In the records that follow, show each line where the word "boom" is present.

Saved data entries
+ + + +
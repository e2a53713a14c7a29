//! Script host 单元测试
//!
//! 测试词法、语法、求值、模块表与强制回收

use std::fs;

use crate::args::ArgumentVector;
use crate::host::lexer::{tokenize, LexError, TokenKind};
use crate::host::parser::{parse, MAX_HEIGHT, MAX_NESTING};
use crate::host::{Host, Namespace, Output, ScriptError, TurnOutcome, Value};
use crate::util::config::HostConfig;

fn buffered() -> Host {
    Host::with_output(&HostConfig::default(), Output::buffer(), None)
}

fn printed(host: &Host) -> String {
    host.output().captured().unwrap_or_default()
}

/// Run `source` in a fresh namespace and return the trailing expression
fn eval(source: &str) -> Result<Option<Value>, ScriptError> {
    let host = buffered();
    let ns = Namespace::new("test");
    host.exec(source, "<test>", &ns)
}

fn eval_int(source: &str) -> i64 {
    match eval(source) {
        Ok(Some(Value::Int(i))) => i,
        other => panic!("expected int from {:?}, got {:?}", source, other),
    }
}

#[cfg(test)]
mod lexer_tests {
    use super::*;

    #[test]
    fn test_tokens_and_lines() {
        let tokens = tokenize("let x = 1\nx + 2 # note\n").unwrap();
        let kinds: Vec<TokenKind> = tokens.iter().map(|t| t.kind.clone()).collect();
        assert_eq!(
            kinds,
            vec![
                TokenKind::Let,
                TokenKind::Ident("x".to_string()),
                TokenKind::Assign,
                TokenKind::Int(1),
                TokenKind::Newline,
                TokenKind::Ident("x".to_string()),
                TokenKind::Plus,
                TokenKind::Int(2),
                TokenKind::Newline,
                TokenKind::Eof,
            ]
        );
        assert_eq!(tokens[5].line, 2);
    }

    #[test]
    fn test_newlines_inside_parens_ignored() {
        let tokens = tokenize("f(1,\n2)").unwrap();
        assert!(!tokens.iter().any(|t| t.kind == TokenKind::Newline));
    }

    #[test]
    fn test_newlines_inside_braces_in_parens_kept() {
        let tokens = tokenize("f(fn() {\nprint(1)\n})").unwrap();
        assert_eq!(
            tokens
                .iter()
                .filter(|t| t.kind == TokenKind::Newline)
                .count(),
            2
        );
    }

    #[test]
    fn test_string_escapes() {
        let tokens = tokenize(r#""a\tb\n\"q\"""#).unwrap();
        assert_eq!(tokens[0].kind, TokenKind::Str("a\tb\n\"q\"".to_string()));
    }

    #[test]
    fn test_lex_errors() {
        assert_eq!(
            tokenize("\"open"),
            Err(LexError::UnterminatedString { line: 1 })
        );
        assert!(matches!(
            tokenize("x\n@"),
            Err(LexError::UnexpectedChar { ch: '@', line: 2 })
        ));
        assert!(matches!(
            tokenize("99999999999999999999"),
            Err(LexError::InvalidNumber { .. })
        ));
    }

    #[test]
    fn test_unicode_identifiers() {
        let tokens = tokenize("let 名前 = 1").unwrap();
        assert_eq!(tokens[1].kind, TokenKind::Ident("名前".to_string()));
    }
}

#[cfg(test)]
mod parser_tests {
    use super::*;
    use crate::host::ast::StmtKind;

    #[test]
    fn test_parse_statements() {
        let program = parse("let a = 1; a = 2\nfn f(x) { return x }\nf(a)", "<t>").unwrap();
        assert_eq!(program.len(), 4);
        assert!(matches!(program[0].kind, StmtKind::Let(..)));
        assert!(matches!(program[1].kind, StmtKind::Assign(..)));
        assert!(matches!(program[2].kind, StmtKind::FnDef { .. }));
        assert_eq!(program[3].line, 3);
    }

    #[test]
    fn test_else_on_next_line() {
        let program = parse("if x {\n1\n}\nelse {\n2\n}", "<t>").unwrap();
        assert_eq!(program.len(), 1);
    }

    #[test]
    fn test_syntax_error_location() {
        let err = parse("let x = 1\nlet = 2", "demo.tl").unwrap_err();
        match err {
            ScriptError::Syntax { origin, line, .. } => {
                assert_eq!(origin, "demo.tl");
                assert_eq!(line, 2);
            }
            other => panic!("unexpected error: {other}"),
        }
    }

    #[test]
    fn test_unclosed_block() {
        assert!(matches!(
            parse("fn f() {\n1", "<t>"),
            Err(ScriptError::Syntax { .. })
        ));
    }

    #[test]
    fn test_invalid_assignment_target() {
        assert!(parse("f() = 1", "<t>").is_err());
    }

    fn syntax_message(source: &str) -> String {
        match parse(source, "<t>") {
            Err(ScriptError::Syntax { message, .. }) => message,
            other => panic!("expected a syntax error, got {other:?}"),
        }
    }

    #[test]
    fn test_nesting_within_limit() {
        let depth = MAX_NESTING - 8;
        let source = format!("{}1{}", "(".repeat(depth), ")".repeat(depth));
        assert_eq!(eval_int(&source), 1);
        let source = format!("{}1{}", "[".repeat(depth), "]".repeat(depth));
        assert!(parse(&source, "<t>").is_ok());
    }

    #[test]
    fn test_deep_nesting_is_syntax_error() {
        for (open, close) in [("(", ")"), ("[", "]"), ("f(", ")")] {
            let source = format!("{}1{}", open.repeat(5000), close.repeat(5000));
            assert_eq!(syntax_message(&source), "expression nested too deeply");
        }
        assert_eq!(
            syntax_message(&format!("{}1", "-".repeat(5000))),
            "expression nested too deeply"
        );
        let blocks = format!("{}1{}", "if true { ".repeat(500), " }".repeat(500));
        assert_eq!(syntax_message(&blocks), "expression nested too deeply");
    }

    #[test]
    fn test_operator_chain_limit() {
        let terms = vec!["1"; 200].join(" + ");
        assert_eq!(eval_int(&terms), 200);

        let terms = vec!["1"; MAX_HEIGHT * 4].join(" + ");
        assert_eq!(syntax_message(&terms), "expression too long");
        let calls = format!("f{}", "()".repeat(MAX_HEIGHT * 4));
        assert_eq!(syntax_message(&calls), "expression too long");
    }
}

#[cfg(test)]
mod eval_tests {
    use super::*;

    #[test]
    fn test_arithmetic_precedence() {
        assert_eq!(eval_int("1 + 2 * 3"), 7);
        assert_eq!(eval_int("(1 + 2) * 3"), 9);
        assert_eq!(eval_int("-7 % 3"), -1);
        assert_eq!(eval_int("10 / 3 - 1"), 2);
    }

    #[test]
    fn test_functions_and_recursion() {
        let source = "
fn fact(n) {
    if n <= 1 { return 1 }
    return n * fact(n - 1)
}
fact(10)
";
        assert_eq!(eval_int(source), 3_628_800);
    }

    #[test]
    fn test_while_and_assignment() {
        assert_eq!(
            eval_int("let i = 0; let total = 0\nwhile i < 5 { total = total + i; i = i + 1 }\ntotal"),
            10
        );
    }

    #[test]
    fn test_locals_do_not_leak() {
        let host = buffered();
        let ns = Namespace::new("test");
        host.exec("fn f() { let hidden = 1 }\nf()", "<t>", &ns)
            .unwrap();
        assert!(!ns.contains("hidden"));
        assert!(ns.contains("f"));
    }

    #[test]
    fn test_function_assigns_global() {
        assert_eq!(
            eval_int("let n = 1\nfn bump() { n = n + 1 }\nbump(); bump()\nn"),
            3
        );
    }

    #[test]
    fn test_strings_lists_and_index() {
        assert_eq!(
            eval("\"ab\" + \"cd\"").unwrap().unwrap().to_string(),
            "abcd"
        );
        assert_eq!(eval_int("len([1, 2, 3] + [4])"), 4);
        assert_eq!(eval_int("[10, 20, 30][-1]"), 30);
        assert_eq!(eval("\"héllo\"[1]").unwrap().unwrap().to_string(), "é");
        assert_eq!(eval("str([1, \"a\"])").unwrap().unwrap().to_string(), "[1, \"a\"]");
    }

    #[test]
    fn test_short_circuit() {
        // the right side would fail if evaluated
        assert!(matches!(
            eval("false and undefined_name"),
            Ok(Some(Value::Bool(false)))
        ));
        assert_eq!(eval_int("0 or 5"), 5);
        assert!(matches!(eval("!nil"), Ok(Some(Value::Bool(true)))));
    }

    #[test]
    fn test_lambda_sees_defining_globals() {
        assert_eq!(
            eval_int("let base = 40\nlet add = fn(x) { return base + x }\nadd(2)"),
            42
        );
    }

    #[test]
    fn test_print_goes_to_output() {
        let host = buffered();
        let ns = Namespace::new("test");
        host.exec("print(\"a\", 1, [true, nil])\nprint()", "<t>", &ns)
            .unwrap();
        assert_eq!(printed(&host), "a 1 [true, nil]\n\n");
    }

    #[test]
    fn test_errors_carry_lines() {
        assert!(matches!(
            eval("let a = 1\nmissing"),
            Err(ScriptError::Name { ref name, line: 2 }) if name == "missing"
        ));
        assert!(matches!(
            eval("1 + \"x\""),
            Err(ScriptError::Type { line: 1, .. })
        ));
        assert!(matches!(
            eval("\n\nraise(\"boom\")"),
            Err(ScriptError::Raised { ref message, line: 3 }) if message == "boom"
        ));
        assert!(matches!(
            eval("1 / 0"),
            Err(ScriptError::Raised { .. })
        ));
        assert!(matches!(
            eval("fn f(a) { return a }\nf()"),
            Err(ScriptError::Type { .. })
        ));
        assert!(matches!(eval("[1][5]"), Err(ScriptError::Raised { .. })));
        assert!(matches!(eval("5()"), Err(ScriptError::Type { .. })));
    }

    #[test]
    fn test_overflow_is_an_error() {
        assert!(matches!(
            eval("9223372036854775807 + 1"),
            Err(ScriptError::Type { .. })
        ));
    }

    #[test]
    fn test_runaway_recursion_stops() {
        assert!(matches!(
            eval("fn f() { return f() }\nf()"),
            Err(ScriptError::Raised { ref message, .. }) if message.contains("depth")
        ));
    }

    #[test]
    fn test_exit_request() {
        assert!(matches!(eval("exit()"), Err(ScriptError::Exit { code: 0 })));
        assert!(matches!(eval("exit(3)"), Err(ScriptError::Exit { code: 3 })));
    }

    #[test]
    fn test_task_builtins_need_context() {
        assert!(matches!(
            eval("at_cleanup(fn() { })"),
            Err(ScriptError::NoTaskContext)
        ));
        assert!(matches!(eval("task_id()"), Err(ScriptError::NoTaskContext)));
        assert!(matches!(
            eval("at_cleanup(1)"),
            Err(ScriptError::Type { .. })
        ));
    }

    #[test]
    fn test_args_builtin() {
        let host = buffered();
        host.set_program_args(ArgumentVector::new(["run.tl", "x"]));
        let ns = Namespace::new("test");
        let value = host.exec("args()", "<t>", &ns).unwrap().unwrap();
        assert_eq!(value.to_string(), "[\"run.tl\", \"x\"]");
    }

    #[test]
    fn test_builtins_can_be_shadowed() {
        assert_eq!(eval_int("let len = 7\nlen"), 7);
    }
}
+ + + +
→ Final answer:
            eval("\n\nraise(\"boom\")"),
            Err(ScriptError::Raised { ref message, line: 3 }) if message == "boom"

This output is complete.